The Kurdish trial also promised to shed light on a deeply amoral period in western diplomacy where the major powers, including the United States, chose to overlook genocide for strategic and economic reasons. According to his former foreign minister, Tariq Azziz, Saddam apparently intended to make an issue of western support in his trial. This could also have been awkward for some in the current administration. While serving in the Reagan or Bush administrations, some of the principals of the current war -- including Donald Rumsfeld and Colin Powell -- played down the significance of Iraq's use of poison gas, including, in the case of Powell, against the Kurds. And months after the 1988 gas attacks on the Kurds, the current president's father -- with the apparent support of his defense secretary, Richard Cheney -- doubled US financial assistance to Iraq.

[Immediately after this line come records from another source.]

// crates/switch-ledger-core/src/runtime/toggle.rs
// ============================================================================
// Module: Switch Ledger Toggle Store
// Description: Last-writer-wins toggle store over conditional transactions.
// Purpose: Persist switch events so the latest pointer always reflects the
//          event with the greatest domain timestamp.
// Dependencies: crate::{core, interfaces, runtime::{context, retry, rows}}
// ============================================================================

//! ## Overview
//! [`ToggleStore`] owns the ordering protocol. A save is two conditional
//! transactions at most:
//!
//! 1. **Phase 1** updates the latest pointer guarded by `created_at < new`
//!    and puts the log row in the same atomic group. A cancellation that
//!    returns the pre-failure pointer means a newer-or-equal event already
//!    won; the save is a silent no-op. A cancellation with no pre-failure
//!    row means no pointer exists yet.
//! 2. **Phase 2** creates the pointer guarded by "this exact key does not
//!    yet exist", again together with the log row. A cancellation here means
//!    a concurrent first writer won the creation race; the save restarts
//!    from Phase 1 after a jittered pause, bounded by the retry budget.
//!
//! The store never reads outside a guarded transaction, so there is no
//! read-modify-write window. Log rows are written only in the winning
//! transaction; losing events persist nothing.

// ============================================================================
// SECTION: Imports
// ============================================================================

use std::thread;

use thiserror::Error;

use crate::core::identifiers::SwitchId;
use crate::core::state::Switch;
use crate::interfaces::Assignment;
use crate::interfaces::AttributeValue;
use crate::interfaces::BackendError;
use crate::interfaces::Condition;
use crate::interfaces::Item;
use crate::interfaces::KeyValueBackend;
use crate::interfaces::PutOp;
use crate::interfaces::TransactWriteError;
use crate::interfaces::UpdateOp;
use crate::interfaces::WriteOp;
use crate::runtime::context::ContextError;
use crate::runtime::context::StoreContext;
use crate::runtime::retry::RetryPolicy;
use crate::runtime::rows;
use crate::runtime::rows::RowCodecError;

// ============================================================================
// SECTION: Errors
// ============================================================================

/// Toggle store errors.
///
/// # Invariants
/// - Ordering losses and creation races are protocol-internal and never
///   appear here; `Conflict` is raised only once the retry budget is spent.
#[derive(Debug, Error, Clone, PartialEq, Eq)]
pub enum ToggleStoreError {
    /// Low-level backend failure, propagated verbatim.
    #[error(transparent)]
    Backend(#[from] BackendError),
    /// No latest pointer exists for the identity.
    #[error("switch not found: {id}")]
    NotFound {
        /// Identity that has no pointer row.
        id: SwitchId,
    },
    /// The creation race stayed unresolved past the retry budget.
    #[error("creation race unresolved for switch {id} after {attempts} attempts")]
    Conflict {
        /// Identity under contention.
        id: SwitchId,
        /// Attempts consumed before giving up.
        attempts: u32,
    },
    /// The context deadline passed before the call completed.
    #[error("deadline exceeded")]
    DeadlineExceeded,
    /// The caller canceled the call.
    #[error("operation canceled")]
    Canceled,
    /// A stored row failed to decode.
    #[error("stored row is corrupt: {0}")]
    Corrupt(String),
}

impl From<ContextError> for ToggleStoreError {
    fn from(error: ContextError) -> Self {
        match error {
            ContextError::DeadlineExceeded => Self::DeadlineExceeded,
            ContextError::Canceled => Self::Canceled,
        }
    }
}

impl From<RowCodecError> for ToggleStoreError {
    fn from(error: RowCodecError) -> Self {
        Self::Corrupt(error.to_string())
    }
}

// ============================================================================
// SECTION: Phase Outcomes
// ============================================================================

/// Outcome of the Phase 1 conditional update.
enum UpdateOutcome {
    /// The pointer moved and the log row committed.
    Committed,
    /// A newer-or-equal event already holds the pointer.
    LostOrdering,
    /// No pointer row exists yet for this identity.
    NoPointer,
}

/// Outcome of the Phase 2 creation attempt.
enum CreateOutcome {
    /// The pointer and log row were created.
    Committed,
    /// A concurrent first writer created the pointer.
    LostCreationRace,
}

// ============================================================================
// SECTION: Toggle Store
// ============================================================================

/// Last-writer-wins toggle store over a conditional-write backend.
///
/// # Invariants
/// - The latest pointer's `created_at` never decreases.
/// - A log row commits only together with a pointer transition it won.
#[derive(Debug, Clone)]
pub struct ToggleStore<B> {
    /// Backend providing the atomic conditional-write capability.
    backend: B,
    /// Budget bounding the creation-race restart loop.
    retry: RetryPolicy,
}

impl<B: KeyValueBackend> ToggleStore<B> {
    /// Creates a toggle store with the default retry policy.
    #[must_use]
    pub fn new(backend: B) -> Self {
        Self::with_retry_policy(backend, RetryPolicy::default())
    }

    /// Creates a toggle store with an explicit retry policy.
    #[must_use]
    pub const fn with_retry_policy(backend: B, retry: RetryPolicy) -> Self {
        Self {
            backend,
            retry,
        }
    }

    /// Persists a switch event under last-writer-wins semantics.
    ///
    /// Returns success even when the event loses the ordering race; losing
    /// events change nothing and persist nothing.
    ///
    /// # Errors
    ///
    /// Returns [`ToggleStoreError::Backend`] for non-condition backend
    /// failures, [`ToggleStoreError::Conflict`] when the creation race stays
    /// unresolved past the retry budget, and
    /// [`ToggleStoreError::DeadlineExceeded`] / [`ToggleStoreError::Canceled`]
    /// when the context expires.
    pub fn save(&self, ctx: &StoreContext, switch: &Switch) -> Result<(), ToggleStoreError> {
        let log_item = rows::log_row(switch);
        let mut attempt: u32 = 0;
        loop {
            ctx.ensure_active()?;
            match self.try_move_pointer(switch, &log_item)? {
                UpdateOutcome::Committed | UpdateOutcome::LostOrdering => return Ok(()),
                UpdateOutcome::NoPointer => {}
            }

            ctx.ensure_active()?;
            match self.try_create_pointer(switch, &log_item)? {
                CreateOutcome::Committed => return Ok(()),
                CreateOutcome::LostCreationRace => {
                    attempt += 1;
                    if attempt >= self.retry.max_attempts() {
                        return Err(ToggleStoreError::Conflict {
                            id: switch.id.clone(),
                            attempts: attempt,
                        });
                    }
                    let pause = ctx.clamp(self.retry.backoff_for(attempt));
                    if !pause.is_zero() {
                        thread::sleep(pause);
                    }
                }
            }
        }
    }

    /// Returns the currently-accepted switch for an identity.
    ///
    /// # Errors
    ///
    /// Returns [`ToggleStoreError::NotFound`] when no event was ever accepted
    /// for `id`, [`ToggleStoreError::Corrupt`] when the pointer row fails to
    /// decode, and context/backend errors as for [`ToggleStore::save`].
    pub fn latest(&self, ctx: &StoreContext, id: &SwitchId) -> Result<Switch, ToggleStoreError> {
        ctx.ensure_active()?;
        let item = self
            .backend
            .get(&rows::latest_row_key(id))?
            .ok_or_else(|| ToggleStoreError::NotFound {
                id: id.clone(),
            })?;
        Ok(rows::decode_switch(&item)?)
    }

    /// Phase 1: move the pointer if strictly older, with the log row.
    fn try_move_pointer(
        &self,
        switch: &Switch,
        log_item: &Item,
    ) -> Result<UpdateOutcome, ToggleStoreError> {
        let encoded = switch.created_at.encode_sortable();
        let update = WriteOp::Update(UpdateOp {
            key: rows::latest_row_key(&switch.id),
            assignments: vec![
                Assignment::new(rows::ATTR_CREATED_AT, AttributeValue::S(encoded.clone())),
                Assignment::new(rows::ATTR_STATE, AttributeValue::Bool(switch.state)),
            ],
            condition: Some(Condition::LessThan {
                attribute: rows::ATTR_CREATED_AT.to_string(),
                value: AttributeValue::S(encoded),
            }),
            return_values_on_failure: true,
        });
        let log = WriteOp::Put(PutOp {
            item: log_item.clone(),
            condition: None,
            return_values_on_failure: false,
        });

        match self.backend.transact_write(&[update, log]) {
            Ok(()) => Ok(UpdateOutcome::Committed),
            Err(TransactWriteError::Canceled(cancellation)) => {
                let pointer_exists =
                    cancellation.reasons.first().is_some_and(|reason| reason.item.is_some());
                if pointer_exists {
                    Ok(UpdateOutcome::LostOrdering)
                } else {
                    Ok(UpdateOutcome::NoPointer)
                }
            }
            Err(TransactWriteError::Backend(error)) => Err(error.into()),
        }
    }

    /// Phase 2: create the pointer guarded against a concurrent first writer.
    fn try_create_pointer(
        &self,
        switch: &Switch,
        log_item: &Item,
    ) -> Result<CreateOutcome, ToggleStoreError> {
        let create = WriteOp::Put(PutOp {
            item: rows::latest_row(switch),
            condition: Some(Condition::row_not_exists()),
            return_values_on_failure: false,
        });
        let log = WriteOp::Put(PutOp {
            item: log_item.clone(),
            condition: None,
            return_values_on_failure: false,
        });

        match self.backend.transact_write(&[create, log]) {
            Ok(()) => Ok(CreateOutcome::Committed),
            Err(TransactWriteError::Canceled(_)) => Ok(CreateOutcome::LostCreationRace),
            Err(TransactWriteError::Backend(error)) => Err(error.into()),
        }
    }
}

An extension of Saddam's life for the few months would have made little difference to his eventual fate. But it would have made an enormous difference to have had an irrefutable record that Saddam was responsible for the genocide against the Kurds. As it is, the door is open to a future leader in Baghdad asserting it was never proven. Saddam's trials could have served as the basis for truth and reconciliation, as similar processes have done in so many other countries. Instead, the hanging will further divide Iraqis, and not just the Sunnis whose protests were predictable. Only President Bush, who still sees al-Maliki as a genuine national leader, could believe Saddam's execution, as it was carried out, to be a milestone on Iraq's path to democracy.
Saddam got the justice he so deserved. The rush to execution by Iraq's revenge-driven sectarian government denied the same to all but the tiniest fraction of his victims.
Peter W. Galbraith is author of "The End of Iraq: How American Incompetence Created a war Without End.